** Problem details **
Pick every line from the data that holds the word "type".

(Data excerpts)
//! Pairwise lag table.
//!
//! Every ordered pair of usable samples is materialised, so memory and time grow
//! as n(n - 1). A few thousand samples are comfortable; past roughly 10^4 samples
//! the table no longer fits in memory.

use itertools::{Itertools, MinMaxResult};
use nalgebra::Vector2;
use ordered_float::OrderedFloat;

use crate::error::{Result, VariogramError};
use crate::spatial_database::{PointDataset, Sample};

/// Distances at or below this are treated as coincident points.
pub const DEFAULT_EPSILON: f64 = 1.0e-5;

/// Separation between the ordered sample pair `(tail, head)`.
#[derive(Debug, Clone, Copy, PartialEq)]
pub struct LagPair {
    pub tail: usize,
    pub head: usize,
    pub h: f64,
    pub dx: f64,
    pub dy: f64,
    pub tail_value: f64,
    pub head_value: f64,
    pub sq_diff: f64,
}

impl LagPair {
    pub fn new(tail: &Sample, head: &Sample) -> Self {
        let dx = tail.x - head.x;
        let dy = tail.y - head.y;
        let diff = tail.value - head.value;
        Self {
            tail: tail.id,
            head: head.id,
            h: Vector2::new(dx, dy).norm(),
            dx,
            dy,
            tail_value: tail.value,
            head_value: head.value,
            sq_diff: diff * diff,
        }
    }

    pub fn offset(&self) -> Vector2<f64> {
        Vector2::new(self.dx, self.dy)
    }
}

/// Working collection of lags for one computation.
#[derive(Debug, Clone, Default, PartialEq)]
pub struct LagSet {
    pairs: Vec<LagPair>,
}

impl LagSet {
    pub fn new(pairs: Vec<LagPair>) -> Self {
        Self { pairs }
    }

    pub fn len(&self) -> usize {
        self.pairs.len()
    }

    pub fn is_empty(&self) -> bool {
        self.pairs.is_empty()
    }

    pub fn pairs(&self) -> &[LagPair] {
        &self.pairs
    }

    pub fn iter(&self) -> std::slice::Iter<'_, LagPair> {
        self.pairs.iter()
    }

    /// Fresh set holding the pairs accepted by `keep`; `self` is left as is.
    pub fn filtered<F>(&self, keep: F) -> LagSet
    where
        F: Fn(&LagPair) -> bool,
    {
        LagSet::new(self.pairs.iter().copied().filter(|lag| keep(lag)).collect())
    }

    pub fn distance_range(&self) -> Option<(f64, f64)> {
        self.range_of(|lag| lag.h)
    }

    pub fn dx_range(&self) -> Option<(f64, f64)> {
        self.range_of(|lag| lag.dx)
    }

    pub fn dy_range(&self) -> Option<(f64, f64)> {
        self.range_of(|lag| lag.dy)
    }

    fn range_of(&self, f: impl Fn(&LagPair) -> f64) -> Option<(f64, f64)> {
        match self.pairs.iter().map(|lag| OrderedFloat(f(lag))).minmax() {
            MinMaxResult::NoElements => None,
            MinMaxResult::OneElement(v) => Some((v.0, v.0)),
            MinMaxResult::MinMax(min, max) => Some((min.0, max.0)),
        }
    }
}

impl<'a> IntoIterator for &'a LagSet {
    type Item = &'a LagPair;
    type IntoIter = std::slice::Iter<'a, LagPair>;

    fn into_iter(self) -> Self::IntoIter {
        self.pairs.iter()
    }
}

/// All directed lags of a dataset within `(epsilon, max_dist]`.
#[derive(Debug, Clone)]
pub struct LagIndex {
    lags: LagSet,
    max_dist: f64,
    epsilon: f64,
    n_samples: usize,
}

impl LagIndex {
    /// `max_dist` defaults to the larger of the x and y ranges of the samples.
    pub fn new(dataset: &PointDataset, max_dist: Option<f64>, epsilon: f64) -> Result<Self> {
        let samples = dataset.usable_samples().collect_vec();
        if samples.len() < 2 {
            return Err(VariogramError::InsufficientSamples(samples.len()));
        }

        let max_dist = max_dist.unwrap_or_else(|| {
            let [range_x, range_y] = dataset.extent();
            range_x.max(range_y)
        });

        let pairs = samples
            .iter()
            .enumerate()
            .cartesian_product(samples.iter().enumerate())
            .filter(|((i, _), (j, _))| i != j)
            .map(|((_, tail), (_, head))| LagPair::new(tail, head))
            .filter(|lag| lag.h > epsilon && lag.h <= max_dist)
            .collect::<Vec<_>>();

        tracing::debug!(
            feature = dataset.feature(),
            n_samples = samples.len(),
            n_lags = pairs.len(),
            max_dist,
            "built lag index"
        );

        Ok(Self {
            lags: LagSet::new(pairs),
            max_dist,
            epsilon,
            n_samples: samples.len(),
        })
    }

    pub fn lags(&self) -> &LagSet {
        &self.lags
    }

    pub fn max_dist(&self) -> f64 {
        self.max_dist
    }

    pub fn epsilon(&self) -> f64 {
        self.epsilon
    }

    pub fn n_samples(&self) -> usize {
        self.n_samples
    }
}

#[cfg(test)]
mod test {
    use approx::assert_relative_eq;
    use nalgebra::Point2;
    use proptest::prelude::*;

    use super::*;

    fn unit_square() -> PointDataset {
        PointDataset::from_points(
            "v",
            &[
                Point2::new(0.0, 0.0),
                Point2::new(1.0, 0.0),
                Point2::new(0.0, 1.0),
                Point2::new(1.0, 1.0),
            ],
            &[1.0, 3.0, 1.0, 3.0],
        )
        .unwrap()
    }

    #[test]
    fn default_cutoff_drops_diagonals() {
        let index = LagIndex::new(&unit_square(), None, DEFAULT_EPSILON).unwrap();
        assert_eq!(index.max_dist(), 1.0);
        assert_eq!(index.lags().len(), 8);
        assert!(index.lags().iter().all(|lag| lag.h == 1.0));
    }

    #[test]
    fn both_orders_are_kept() {
        let index = LagIndex::new(&unit_square(), Some(2.0), DEFAULT_EPSILON).unwrap();
        assert_eq!(index.lags().len(), 12);

        let forward = index
            .lags()
            .iter()
            .find(|lag| lag.tail == 0 && lag.head == 3)
            .unwrap();
        let reverse = index
            .lags()
            .iter()
            .find(|lag| lag.tail == 3 && lag.head == 0)
            .unwrap();

        assert_relative_eq!(forward.h, 2f64.sqrt());
        assert_eq!(forward.h, reverse.h);
        assert_eq!((forward.dx, forward.dy), (-1.0, -1.0));
        assert_eq!((reverse.dx, reverse.dy), (1.0, 1.0));
        assert_eq!(forward.sq_diff, 4.0);
    }

    #[test]
    fn coincident_points_give_empty_set() {
        let dataset = PointDataset::from_points("v", &[Point2::new(2.0, 2.0); 5], &[1.0; 5]).unwrap();
        let index = LagIndex::new(&dataset, None, DEFAULT_EPSILON).unwrap();
        assert!(index.lags().is_empty());
        assert_eq!(index.lags().distance_range(), None);
    }

    #[test]
    fn too_few_samples() {
        let dataset = PointDataset::from_points(
            "v",
            &[Point2::new(0.0, 0.0), Point2::new(1.0, 1.0)],
            &[1.0, f64::NAN],
        )
        .unwrap();
        let err = LagIndex::new(&dataset, None, DEFAULT_EPSILON).unwrap_err();
        assert!(matches!(err, VariogramError::InsufficientSamples(1)));
    }

    #[test]
    fn filtered_leaves_source_untouched() {
        let index = LagIndex::new(&unit_square(), Some(2.0), DEFAULT_EPSILON).unwrap();
        let diagonals = index.lags().filtered(|lag| lag.h > 1.0);
        assert_eq!(diagonals.len(), 4);
        assert_eq!(index.lags().len(), 12);
    }

    proptest! {
        #[test]
        fn distances_are_symmetric(
            coords in prop::collection::vec((0.0..100.0f64, 0.0..100.0f64, -5.0..5.0f64), 2..20)
        ) {
            let (points, values): (Vec<_>, Vec<_>) = coords
                .iter()
                .map(|(x, y, v)| (Point2::new(*x, *y), *v))
                .unzip();
            let dataset = PointDataset::from_points("v", &points, &values).unwrap();
            let index = LagIndex::new(&dataset, Some(1.0e3), DEFAULT_EPSILON).unwrap();

            for lag in index.lags() {
                let reverse = index
                    .lags()
                    .iter()
                    .find(|other| other.tail == lag.head && other.head == lag.tail)
                    .unwrap();
                prop_assert_eq!(lag.h, reverse.h);
                prop_assert_eq!(lag.dx, -reverse.dx);
                prop_assert_eq!(lag.dy, -reverse.dy);
                prop_assert_eq!(lag.sq_diff, reverse.sq_diff);
                prop_assert!(lag.h > DEFAULT_EPSILON && lag.h <= 1.0e3);
            }
        }
    }
}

** Result below **
    type Item = &'a LagPair;
    type IntoIter = std::slice::Iter<'a, LagPair>;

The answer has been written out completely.